Food waste is a global economic and environmental problem and in the U.S. alone accounts for $29 BN annually. While many people are food insecure, food that is perfectly fine for consumption gets thrown out because of confusion surrounding expiration dates, sell by dates and best buy dates. Many of these date labels are inconsistent and do not actually indicate the food’s safety but rather is the manufacturer’s estimate of the product’s freshness or best taste.
Bump Mark is a different type of food label – it’s patent pending technology is bio-reactive so that the label degrades at the same rate of the food, turning the gelatin layer into liquid which creates bumps on the packaging that the consumer can feel to assess if the food is bad or not. If it is smooth, the product is fine to eat, if there are bumps- time to discard.

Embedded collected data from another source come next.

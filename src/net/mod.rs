pub mod connection;
pub mod framing;
pub mod gateway;
pub mod protocol;
pub mod server_loop;
pub mod tls;
pub mod transport;
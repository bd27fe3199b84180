//! Tiered broadcast scheduler
//!
//! Ship state is broadcast more often than loot, and stats almost never.
//! Each arena owns one scheduler and advances it by the tick's delta; a tier
//! fires when its accumulator reaches the threshold and then restarts at zero.

use crate::config::ServerConfig;

/// Broadcast thresholds in milliseconds
#[derive(Debug, Clone, Copy, PartialEq, Eq)]
pub struct TierThresholds {
    /// Medium tier: ship roster
    pub ships_ms: u64,
    /// Low tier: supplies and floating attachments
    pub supplies_ms: u64,
    /// Ultra-low tier: stats and consistency sweep
    pub stats_ms: u64,
}

impl Default for TierThresholds {
    fn default() -> Self {
        Self {
            ships_ms: 33,
            supplies_ms: 66,
            stats_ms: 1_000,
        }
    }
}

impl From<&ServerConfig> for TierThresholds {
    fn from(config: &ServerConfig) -> Self {
        Self {
            ships_ms: config.ship_broadcast_ms,
            supplies_ms: config.supply_broadcast_ms,
            stats_ms: config.stats_broadcast_ms,
        }
    }
}

/// Which tiers fired this tick
#[derive(Debug, Clone, Copy, Default, PartialEq, Eq)]
pub struct FiredTiers {
    pub ships: bool,
    pub supplies: bool,
    pub stats: bool,
}

impl FiredTiers {
    pub fn any(&self) -> bool {
        self.ships || self.supplies || self.stats
    }
}

#[derive(Debug, Clone)]
pub struct UpdateScheduler {
    thresholds: TierThresholds,
    ships_acc: u64,
    supplies_acc: u64,
    stats_acc: u64,
}

impl UpdateScheduler {
    pub fn new(thresholds: TierThresholds) -> Self {
        Self {
            thresholds,
            ships_acc: 0,
            supplies_acc: 0,
            stats_acc: 0,
        }
    }

    pub fn thresholds(&self) -> TierThresholds {
        self.thresholds
    }

    /// Advance every tier by `dt_ms`
    pub fn advance(&mut self, dt_ms: u64) -> FiredTiers {
        FiredTiers {
            ships: Self::step(&mut self.ships_acc, self.thresholds.ships_ms, dt_ms),
            supplies: Self::step(&mut self.supplies_acc, self.thresholds.supplies_ms, dt_ms),
            stats: Self::step(&mut self.stats_acc, self.thresholds.stats_ms, dt_ms),
        }
    }

    #[inline]
    fn step(acc: &mut u64, threshold: u64, dt_ms: u64) -> bool {
        *acc += dt_ms;
        if *acc >= threshold {
            *acc = 0;
            true
        } else {
            false
        }
    }
}

impl Default for UpdateScheduler {
    fn default() -> Self {
        Self::new(TierThresholds::default())
    }
}
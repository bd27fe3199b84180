use std::time::Instant;

use hashbrown::HashSet;
use uuid::Uuid;

use crate::game::arena::Arena;
use crate::game::map::MapHandle;
use crate::game::scheduler::TierThresholds;
use crate::lobby::identity::IdentityKey;

pub type RoomId = Uuid;

/// A capacity-bounded arena and the identities admitted to it
pub struct Room {
    pub id: RoomId,
    pub name: String,
    pub capacity: usize,
    pub created_at: Instant,
    members: HashSet<IdentityKey>,
    pub arena: Arena,
}

impl Room {
    pub fn new(name: String, capacity: usize, map: MapHandle, thresholds: TierThresholds) -> Self {
        Self {
            id: Uuid::new_v4(),
            name,
            capacity,
            created_at: Instant::now(),
            members: HashSet::new(),
            arena: Arena::new(map, thresholds),
        }
    }

    pub fn id(&self) -> RoomId {
        self.id
    }

    pub fn member_count(&self) -> usize {
        self.members.len()
    }

    pub fn has_member(&self, key: &IdentityKey) -> bool {
        self.members.contains(key)
    }

    pub fn is_full(&self) -> bool {
        self.members.len() >= self.capacity
    }

    /// No members and no ships left; safe to tear down
    pub fn is_idle(&self) -> bool {
        self.members.is_empty() && self.arena.registry().ship_count() == 0
    }

    /// Admit an identity. Returns `Ok(false)` if it was already a member.
    pub fn try_admit(&mut self, key: &IdentityKey) -> Result<bool, RoomError> {
        if self.members.contains(key) {
            return Ok(false);
        }
        if self.is_full() {
            return Err(RoomError::RoomFull);
        }
        self.members.insert(key.clone());
        Ok(true)
    }

    pub fn release(&mut self, key: &IdentityKey) -> bool {
        self.members.remove(key)
    }

    pub fn info(&self) -> RoomInfo {
        RoomInfo {
            id: self.id,
            name: self.name.clone(),
            members: self.member_count(),
            capacity: self.capacity,
            ships: self.arena.registry().ship_count(),
        }
    }

    pub fn age(&self) -> std::time::Duration {
        self.created_at.elapsed()
    }
}

/// Room information for listing
#[derive(Debug, Clone, PartialEq, Eq)]
pub struct RoomInfo {
    pub id: RoomId,
    pub name: String,
    pub members: usize,
    pub capacity: usize,
    pub ships: usize,
}

#[derive(Debug, Clone, PartialEq, Eq, thiserror::Error)]
pub enum RoomError {
    #[error("Room is full")]
    RoomFull,
}
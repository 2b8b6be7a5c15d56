//! Configuration violation errors.

use thiserror::Error;

/// Violations detected when validating component props
#[derive(Debug, Clone, Error, PartialEq)]
pub enum ConfigViolation {
    /// A style layer maps an empty CSS property name
    #[error("Empty property name in {layer} style")]
    EmptyPropertyName { layer: String },

    /// A timing entry names an empty CSS property
    #[error("Timing entry with empty property name")]
    EmptyTimingProperty,

    /// Browsers never fire transitionend for 0ms transitions, so the
    /// machine would park in its transitioning state
    #[error("Timing for '{property}' has zero duration; its end event would never fire")]
    ZeroDuration { property: String },

    /// The same property appears in more than one timing entry
    #[error("Duplicate timing entry for '{property}'")]
    DuplicateTiming { property: String },

    /// A timing entry names a property no style layer ever sets
    #[error("Timing names '{property}' but no style sets it")]
    UntrackedTimingProperty { property: String },

    /// A host-supplied check failed
    #[error("Custom check failed: {message}")]
    CustomCheckFailed { message: String },
}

The composition of the label is illustrated below:
Bump Mark was created by designer Solveiga Pakštaitė who developed it while studying at London’s Brunel University. Currently Bump Mark is used for various meats and Pakstaite is exploring other plant-based options that could be used for different types of foods. With a “living”, reactive label consumers could better understand if their food was still fit for consumption without relying on expiry dates.
- Food processors/manufacturers
- Food retailers
- Consumers of food
Pakstaite’s firm Design by Sol firm is currently looking for partners so that the labels can be fully developed and launched. Possible hurdles to launch could be regulatory requirements, as in the U.S. for example, the FDA would have oversight. There could also be push back from the food industry, who may see a reduction in sales if consumers are wasting less but also consuming else as a result.